▸ **The task**: Which lines of the data below contain "COALESCE"? Please show them all.

▸ **Input data**:

********************

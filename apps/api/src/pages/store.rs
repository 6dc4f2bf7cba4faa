//! Page persistence behind a trait so the resolver and handlers never name the backend.
//!
//! `AppState` carries an `Arc<dyn PageStore>`; production uses `PgPageStore`, tests use
//! the in-memory store below.

use async_trait::async_trait;
use serde_json::Value;
use sqlx::PgPool;
use uuid::Uuid;

use crate::db::with_retry;
use crate::errors::AppError;
use crate::models::page::{NewPage, PageMetadataUpdate, PageRow};

#[async_trait]
pub trait PageStore: Send + Sync {
    async fn find_by_id(&self, id: Uuid) -> Result<Option<PageRow>, AppError>;

    async fn find_by_slug(&self, slug: &str) -> Result<Option<PageRow>, AppError>;

    /// Published slugs, most recently updated first, at most `limit` of them.
    async fn list_published_slugs(&self, limit: i64) -> Result<Vec<String>, AppError>;

    async fn list_by_owner(&self, user_id: Uuid) -> Result<Vec<PageRow>, AppError>;

    /// Inserts a page with an empty layout. Duplicate slugs yield `AppError::Conflict`.
    async fn create(&self, page: &NewPage) -> Result<PageRow, AppError>;

    /// The mutations below only touch rows owned by `user_id`; `None` means no such row.
    async fn update_metadata(
        &self,
        id: Uuid,
        user_id: Uuid,
        update: &PageMetadataUpdate,
    ) -> Result<Option<PageRow>, AppError>;

    async fn set_published(
        &self,
        id: Uuid,
        user_id: Uuid,
        published: bool,
    ) -> Result<Option<PageRow>, AppError>;

    async fn save_layout(
        &self,
        id: Uuid,
        user_id: Uuid,
        layout: Option<&Value>,
    ) -> Result<Option<PageRow>, AppError>;

    async fn increment_view_count(&self, id: Uuid) -> Result<(), AppError>;
}

const PAGE_COLUMNS: &str = "id, user_id, slug, title, description, layout, published, \
                            view_count, created_at, updated_at";

/// PostgreSQL-backed store. Every query runs through `with_retry`.
#[derive(Clone)]
pub struct PgPageStore {
    pool: PgPool,
    retry_attempts: u32,
}

impl PgPageStore {
    pub fn new(pool: PgPool, retry_attempts: u32) -> Self {
        Self {
            pool,
            retry_attempts,
        }
    }
}

fn map_write_error(err: sqlx::Error) -> AppError {
    match err.as_database_error() {
        Some(db_err) if db_err.is_unique_violation() => {
            AppError::Conflict("A page with this slug already exists".to_string())
        }
        _ => AppError::Database(err),
    }
}

#[async_trait]
impl PageStore for PgPageStore {
    async fn find_by_id(&self, id: Uuid) -> Result<Option<PageRow>, AppError> {
        let sql = format!("SELECT {PAGE_COLUMNS} FROM pages WHERE id = $1");
        let pool = &self.pool;
        Ok(with_retry(self.retry_attempts, || {
            sqlx::query_as::<_, PageRow>(&sql)
                .bind(id)
                .fetch_optional(pool)
        })
        .await?)
    }

    async fn find_by_slug(&self, slug: &str) -> Result<Option<PageRow>, AppError> {
        let sql = format!("SELECT {PAGE_COLUMNS} FROM pages WHERE slug = $1");
        let pool = &self.pool;
        Ok(with_retry(self.retry_attempts, || {
            sqlx::query_as::<_, PageRow>(&sql)
                .bind(slug)
                .fetch_optional(pool)
        })
        .await?)
    }

    async fn list_published_slugs(&self, limit: i64) -> Result<Vec<String>, AppError> {
        let pool = &self.pool;
        Ok(with_retry(self.retry_attempts, || {
            sqlx::query_scalar::<_, String>(
                "SELECT slug FROM pages WHERE published ORDER BY updated_at DESC LIMIT $1",
            )
            .bind(limit)
            .fetch_all(pool)
        })
        .await?)
    }

    async fn list_by_owner(&self, user_id: Uuid) -> Result<Vec<PageRow>, AppError> {
        let sql = format!(
            "SELECT {PAGE_COLUMNS} FROM pages WHERE user_id = $1 ORDER BY updated_at DESC"
        );
        let pool = &self.pool;
        Ok(with_retry(self.retry_attempts, || {
            sqlx::query_as::<_, PageRow>(&sql)
                .bind(user_id)
                .fetch_all(pool)
        })
        .await?)
    }

    async fn create(&self, page: &NewPage) -> Result<PageRow, AppError> {
        let sql = format!(
            "INSERT INTO pages (id, user_id, slug, title, description, layout, published) \
             VALUES ($1, $2, $3, $4, $5, NULL, FALSE) \
             RETURNING {PAGE_COLUMNS}"
        );
        let id = Uuid::new_v4();
        let pool = &self.pool;
        with_retry(self.retry_attempts, || {
            sqlx::query_as::<_, PageRow>(&sql)
                .bind(id)
                .bind(page.user_id)
                .bind(&page.slug)
                .bind(&page.title)
                .bind(&page.description)
                .fetch_one(pool)
        })
        .await
        .map_err(map_write_error)
    }

    async fn update_metadata(
        &self,
        id: Uuid,
        user_id: Uuid,
        update: &PageMetadataUpdate,
    ) -> Result<Option<PageRow>, AppError> {
        let sql = format!(
            "UPDATE pages \
             SET title = COALESCE($1, title), \
                 description = COALESCE($2, description), \
                 slug = COALESCE($3, slug), \
                 updated_at = NOW() \
             WHERE id = $4 AND user_id = $5 \
             RETURNING {PAGE_COLUMNS}"
        );
        let pool = &self.pool;
        with_retry(self.retry_attempts, || {
            sqlx::query_as::<_, PageRow>(&sql)
                .bind(&update.title)
                .bind(&update.description)
                .bind(&update.slug)
                .bind(id)
                .bind(user_id)
                .fetch_optional(pool)
        })
        .await
        .map_err(map_write_error)
    }

    async fn set_published(
        &self,
        id: Uuid,
        user_id: Uuid,
        published: bool,
    ) -> Result<Option<PageRow>, AppError> {
        let sql = format!(
            "UPDATE pages SET published = $1, updated_at = NOW() \
             WHERE id = $2 AND user_id = $3 \
             RETURNING {PAGE_COLUMNS}"
        );
        let pool = &self.pool;
        Ok(with_retry(self.retry_attempts, || {
            sqlx::query_as::<_, PageRow>(&sql)
                .bind(published)
                .bind(id)
                .bind(user_id)
                .fetch_optional(pool)
        })
        .await?)
    }

    async fn save_layout(
        &self,
        id: Uuid,
        user_id: Uuid,
        layout: Option<&Value>,
    ) -> Result<Option<PageRow>, AppError> {
        let sql = format!(
            "UPDATE pages SET layout = $1, updated_at = NOW() \
             WHERE id = $2 AND user_id = $3 \
             RETURNING {PAGE_COLUMNS}"
        );
        let pool = &self.pool;
        Ok(with_retry(self.retry_attempts, || {
            sqlx::query_as::<_, PageRow>(&sql)
                .bind(layout)
                .bind(id)
                .bind(user_id)
                .fetch_optional(pool)
        })
        .await?)
    }

    async fn increment_view_count(&self, id: Uuid) -> Result<(), AppError> {
        let pool = &self.pool;
        with_retry(self.retry_attempts, || {
            sqlx::query("UPDATE pages SET view_count = view_count + 1 WHERE id = $1")
                .bind(id)
                .execute(pool)
        })
        .await?;
        Ok(())
    }
}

********************

▸ **Your response**:
             SET title = COALESCE($1, title), \
                 description = COALESCE($2, description), \
                 slug = COALESCE($3, slug), \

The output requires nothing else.